The cloud created by paid but not released mortgages has called for repeated legislative action to facilitate the marketability of land so beclouded. Prior to 1870 a release executed by the mortgagee and duly recorded was necessary to clear the record. The Legislature of 1870-71, by the enactment of c. 217, now in substance G.S. 45-37(1), permitted the mortgagee to enter satisfaction of the mortgage on the recorded instrument. That of course necessitated a trip to the courthouse by the mortgagee or his representative. Twenty years elapsed before authority was given to the register of deeds to cancel upon presentation of the mortgage and notes. What is now G.S. 45-37(2) is in substance the provisions of c. 180, P.L. 1891. G.S. 45-37(3) is in substance the provision of c. 50, P.L. 1917.

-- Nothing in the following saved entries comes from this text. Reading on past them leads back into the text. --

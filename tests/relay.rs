//! End-to-end scenarios against a real relay bound on an ephemeral port.

use std::net::SocketAddr;
use std::sync::Arc;

use tokio::io::{AsyncBufReadExt, AsyncWriteExt, BufReader, Lines};
use tokio::net::tcp::{OwnedReadHalf, OwnedWriteHalf};
use tokio::net::{TcpListener, TcpStream};
use tokio::task::JoinHandle;
use tokio::time::{Duration, sleep, timeout};

use chat_relay::config::ServerConfig;
use chat_relay::logger::Logger;
use chat_relay::server::{ServerContext, serve};

type ClientLines = Lines<BufReader<OwnedReadHalf>>;

async fn start_server(config: ServerConfig) -> (SocketAddr, Arc<ServerContext>, JoinHandle<()>) {
    let listener = TcpListener::bind("127.0.0.1:0").await.unwrap();
    let addr = listener.local_addr().unwrap();
    let ctx = Arc::new(ServerContext::new(config, Logger));
    let handle = tokio::spawn(serve(listener, ctx.clone()));
    (addr, ctx, handle)
}

struct Client {
    lines: ClientLines,
    writer: OwnedWriteHalf,
    /// The address the server knows this client by, parsed from the welcome.
    addr: String,
}

impl Client {
    /// Connects and consumes the welcome line.
    async fn join(server: SocketAddr) -> Client {
        let stream = TcpStream::connect(server).await.unwrap();
        let (reader, writer) = stream.into_split();
        let mut lines = BufReader::new(reader).lines();
        let welcome = next_line(&mut lines).await.expect("welcome expected");
        assert!(welcome.starts_with("Welcome to the chat!"), "got: {}", welcome);
        let addr = welcome
            .rsplit(' ')
            .next()
            .expect("welcome names the peer address")
            .to_string();
        Client { lines, writer, addr }
    }

    async fn send(&mut self, text: &str) {
        self.writer
            .write_all(format!("{}\n", text).as_bytes())
            .await
            .unwrap();
    }

    /// Reads lines until one contains `needle`. Panics after a few lines of
    /// unrelated traffic; scenarios here never produce more than that.
    async fn read_until(&mut self, needle: &str) -> String {
        for _ in 0..20 {
            let line = next_line(&mut self.lines)
                .await
                .unwrap_or_else(|| panic!("stream ended while waiting for {:?}", needle));
            if line.contains(needle) {
                return line;
            }
        }
        panic!("never saw {:?}", needle);
    }

    /// Asserts that nothing arrives for a little while.
    async fn expect_silence(&mut self) {
        let quiet = timeout(Duration::from_millis(200), self.lines.next_line()).await;
        assert!(quiet.is_err(), "unexpected traffic: {:?}", quiet);
    }
}

async fn next_line(lines: &mut ClientLines) -> Option<String> {
    timeout(Duration::from_secs(5), lines.next_line())
        .await
        .expect("timed out waiting for a line")
        .unwrap()
}

#[tokio::test]
async fn relays_to_everyone_but_the_sender() {
    let (server, ctx, handle) = start_server(ServerConfig::default()).await;

    let mut a = Client::join(server).await;
    let mut b = Client::join(server).await;
    a.read_until(&b.addr).await; // join announcement for b
    let mut c = Client::join(server).await;
    a.read_until(&c.addr).await;
    b.read_until(&c.addr).await;

    a.send("hello").await;
    let at_b = b.read_until("hello").await;
    let at_c = c.read_until("hello").await;
    assert_eq!(at_b, format!("[{}]: hello", a.addr));
    assert_eq!(at_c, format!("[{}]: hello", a.addr));

    // The sender gets neither its own line nor a duplicate.
    a.expect_silence().await;

    assert_eq!(ctx.registry.count(), 3);
    ctx.shutdown.trigger();
    timeout(Duration::from_secs(10), handle).await.unwrap().unwrap();
}

#[tokio::test]
async fn empty_lines_and_truncation_do_not_break_the_relay() {
    let (server, ctx, handle) = start_server(ServerConfig::default()).await;

    let mut a = Client::join(server).await;
    let mut b = Client::join(server).await;
    a.read_until(&b.addr).await;

    // An empty line is ignored entirely.
    a.send("").await;
    b.expect_silence().await;

    // An oversized line arrives truncated, not split into two messages.
    let oversized = "y".repeat(4000);
    a.send(&oversized).await;
    let relayed = b.read_until("yyy").await;
    assert!(relayed.len() < oversized.len());
    assert!(relayed.starts_with(&format!("[{}]: ", a.addr)));
    b.expect_silence().await;

    ctx.shutdown.trigger();
    timeout(Duration::from_secs(10), handle).await.unwrap().unwrap();
}

#[tokio::test]
async fn extra_client_is_rejected_with_the_capacity_notice() {
    let mut config = ServerConfig::default();
    config.max_clients = 2;
    let (server, ctx, handle) = start_server(config).await;

    let mut a = Client::join(server).await;
    let mut b = Client::join(server).await;
    a.read_until(&b.addr).await;

    // The third connection is accepted at the transport level, then turned
    // away with one notice line and a close.
    let stream = TcpStream::connect(server).await.unwrap();
    let (reader, _writer) = stream.into_split();
    let mut lines = BufReader::new(reader).lines();
    let notice = next_line(&mut lines).await.expect("rejection notice expected");
    assert_eq!(notice, "Server full. Try again later.");
    let eof = timeout(Duration::from_secs(5), lines.next_line())
        .await
        .expect("rejected stream must close")
        .unwrap();
    assert!(eof.is_none());

    // The two admitted clients are untouched.
    assert_eq!(ctx.registry.count(), 2);
    a.send("still alive").await;
    b.read_until("still alive").await;

    ctx.shutdown.trigger();
    timeout(Duration::from_secs(10), handle).await.unwrap().unwrap();
}

#[tokio::test]
async fn quit_keyword_ends_the_session_and_announces_the_leave() {
    let (server, ctx, handle) = start_server(ServerConfig::default()).await;

    let mut a = Client::join(server).await;
    let mut b = Client::join(server).await;
    a.read_until(&b.addr).await;

    a.send("sair").await;

    let leave = b.read_until("User left").await;
    assert!(leave.contains(&a.addr));

    // The quitting client's stream is closed by the server.
    let eof = timeout(Duration::from_secs(5), a.lines.next_line())
        .await
        .expect("quitter's stream must close")
        .unwrap();
    assert!(eof.is_none());

    // Its slot frees up once the session finishes tearing down.
    for _ in 0..50 {
        if ctx.registry.count() == 1 {
            break;
        }
        sleep(Duration::from_millis(20)).await;
    }
    assert_eq!(ctx.registry.count(), 1);

    ctx.shutdown.trigger();
    timeout(Duration::from_secs(10), handle).await.unwrap().unwrap();
}

#[tokio::test]
async fn shutdown_notifies_clients_drains_and_stops_admitting() {
    let (server, ctx, handle) = start_server(ServerConfig::default()).await;

    let mut a = Client::join(server).await;
    let mut b = Client::join(server).await;
    a.read_until(&b.addr).await;

    ctx.shutdown.trigger();

    a.read_until("Warning: Server is shutting down.").await;
    b.read_until("Warning: Server is shutting down.").await;

    // serve() returns only after sessions are joined and the queue writer
    // has drained past the final record.
    timeout(Duration::from_secs(10), handle).await.unwrap().unwrap();
    assert_eq!(ctx.registry.count(), 0);
    assert!(ctx.queue.is_empty());

    // Both streams end, and nobody new gets in.
    let eof = timeout(Duration::from_secs(5), a.lines.next_line())
        .await
        .expect("stream must close on shutdown")
        .unwrap();
    assert!(eof.is_none());
    assert!(TcpStream::connect(server).await.is_err());
}
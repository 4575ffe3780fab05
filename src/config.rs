// Serde gives us config structs that deserialize straight from JSON.
use serde::Deserialize;

// Standard filesystem access for reading the optional config file.
use std::fs;

/// All the settings the relay server needs. Every field has a default, so a
/// config file only has to name the keys it wants to change.
#[derive(Debug, Clone, Deserialize)]
#[serde(default)]
pub struct ServerConfig {
    /// IP or hostname to listen on (e.g. `"127.0.0.1"`)
    pub host: String,

    /// Port number (e.g. `8080`)
    pub port: u16,

    /// How many clients the registry holds; further connections are rejected
    pub max_clients: usize,

    /// Capacity of the log message queue; producers block when it is full
    pub queue_capacity: usize,

    /// Milliseconds to sleep after a failed accept
    pub accept_error_backoff_ms: u64,

    /// Seconds the shutdown sequence waits for sessions and the log writer
    pub shutdown_grace_secs: u64,

    /// How many Tokio worker threads to spin up (defaults to cpu-1)
    pub worker_threads: usize,

    /// Settings for the log sink
    pub logger: LoggerConfig,
}

impl Default for ServerConfig {
    fn default() -> Self {
        ServerConfig {
            host: "127.0.0.1".to_string(),
            port: 8080,
            max_clients: 10,
            queue_capacity: 50,
            accept_error_backoff_ms: 100,
            shutdown_grace_secs: 2,
            worker_threads: num_cpus::get().saturating_sub(1).max(1),
            logger: LoggerConfig::default(),
        }
    }
}

impl ServerConfig {
    /// Reads settings from a JSON file. Keys missing from the file keep
    /// their defaults; a malformed file is an error.
    pub fn from_file(path: &str) -> Result<Self, Box<dyn std::error::Error + Send + Sync>> {
        let raw = fs::read_to_string(path)?;
        let config = serde_json::from_str(&raw)?;
        Ok(config)
    }
}

/// Settings for the log sink.
#[derive(Debug, Clone, Deserialize)]
#[serde(default)]
pub struct LoggerConfig {
    /// Minimum level recorded anywhere ("trace" .. "error")
    pub log_level: String,

    /// Mirror info-and-up records to stdout with colors
    pub enable_console_log: bool,

    /// Append every record to a log file
    pub enable_file_log: bool,

    /// Directory for the log file; empty means the working directory
    pub log_file_path: String,

    /// chrono format string used for record timestamps
    pub date_format: String,
}

impl Default for LoggerConfig {
    fn default() -> Self {
        LoggerConfig {
            log_level: "debug".to_string(),
            enable_console_log: true,
            enable_file_log: true,
            log_file_path: String::new(),
            date_format: "%Y-%m-%d %H:%M:%S".to_string(),
        }
    }
}
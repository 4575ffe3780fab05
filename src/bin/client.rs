use tokio::io::{AsyncBufReadExt, AsyncWriteExt, BufReader};
use tokio::net::TcpStream;

/// Terminal chat client: prints everything the server relays, forwards each
/// stdin line, and quits on "sair" or "/quit".
/// Usage: `chat-relay-client [host:port]`
#[tokio::main]
async fn main() {
    let addr = std::env::args()
        .nth(1)
        .unwrap_or_else(|| "127.0.0.1:8080".to_string());

    println!("=== Chat client ===");
    println!("Connecting to {}...", addr);

    let stream = match TcpStream::connect(&addr).await {
        Ok(stream) => stream,
        Err(e) => {
            eprintln!("❌ Connection to {} failed: {}", addr, e);
            std::process::exit(1);
        }
    };
    let (reader_half, mut writer_half) = stream.into_split();

    // Prints server traffic until the server closes the stream.
    let mut receiver = tokio::spawn(async move {
        let mut lines = BufReader::new(reader_half).lines();
        loop {
            match lines.next_line().await {
                Ok(Some(line)) => println!("📨 {}", line),
                Ok(None) => {
                    println!("❌ Server closed the connection");
                    break;
                }
                Err(e) => {
                    eprintln!("❌ Error reading from server: {}", e);
                    break;
                }
            }
        }
    });

    let mut input = BufReader::new(tokio::io::stdin()).lines();
    loop {
        tokio::select! {
            maybe_line = input.next_line() => {
                match maybe_line {
                    Ok(Some(line)) => {
                        let text = line.trim_end();
                        if text.is_empty() {
                            continue;
                        }
                        if writer_half
                            .write_all(format!("{}\n", text).as_bytes())
                            .await
                            .is_err()
                        {
                            break;
                        }
                        if text == "sair" || text == "/quit" {
                            break;
                        }
                    }
                    Ok(None) | Err(_) => break,
                }
            }
            _ = &mut receiver => break,
        }
    }

    let _ = writer_half.shutdown().await;
}
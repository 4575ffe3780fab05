use std::sync::Arc;

use tokio::task::JoinHandle;

use crate::queue::Message;
use crate::server::ServerContext;

/// What flows through the log queue toward the sink.
pub enum LogEvent {
    /// A finished record. `notice` records are always shown; the rest only
    /// reach the file branch of the sink.
    Entry { text: Message, notice: bool },
    /// Sentinel that stops the writer task. Everything pushed before it is
    /// still written, so a shutdown drains the queue completely.
    Shutdown,
}

impl LogEvent {
    /// Builds a record, or `None` when the text trims down to nothing.
    pub fn entry(text: &str, notice: bool) -> Option<LogEvent> {
        Message::new(text).map(|text| LogEvent::Entry { text, notice })
    }
}

/// Spawns the single consumer of the log queue. It forwards records to the
/// sink in push order and exits when it pops the shutdown sentinel.
pub fn spawn_log_writer(ctx: Arc<ServerContext>) -> JoinHandle<()> {
    tokio::spawn(async move {
        loop {
            match ctx.queue.pop().await {
                LogEvent::Entry { text, notice } => {
                    if notice {
                        ctx.logger.info(text.as_str());
                    } else {
                        ctx.logger.debug(text.as_str());
                    }
                }
                LogEvent::Shutdown => break,
            }
        }
    })
}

The Legislature of 1923 deemed it necessary to make further provision with respect to old and uncancelled mortgages and to protect those who purchased long after the debt had matured. C. 192, P.L. 1923, furnished the basic provision of G.S. 45-37(5), by creating in favor of creditors and purchasers for value from a mortgagor a presumption of payment if the purchase was made more than fifteen years [361]*361after the last installment of the debt was due, unless the person secured by the mortgage filed the affidavit or made the marginal entry showing that the debt was alive.

The Act was first construed in Hicks v. Kearney, 189 N.C. 316, 127 S.E. 205. Defendant sought to apply the Act not only to a mortgage given prior to the enactment but to a purchase made prior thereto. It was there held that the statute was prospective in its operation and had no application to the facts of that case. The interpretation given to the Act, that it did not apply to mortgages antedating the ratification of that Act has been adhered to. Humphrey v. Stephens, 191 N.C.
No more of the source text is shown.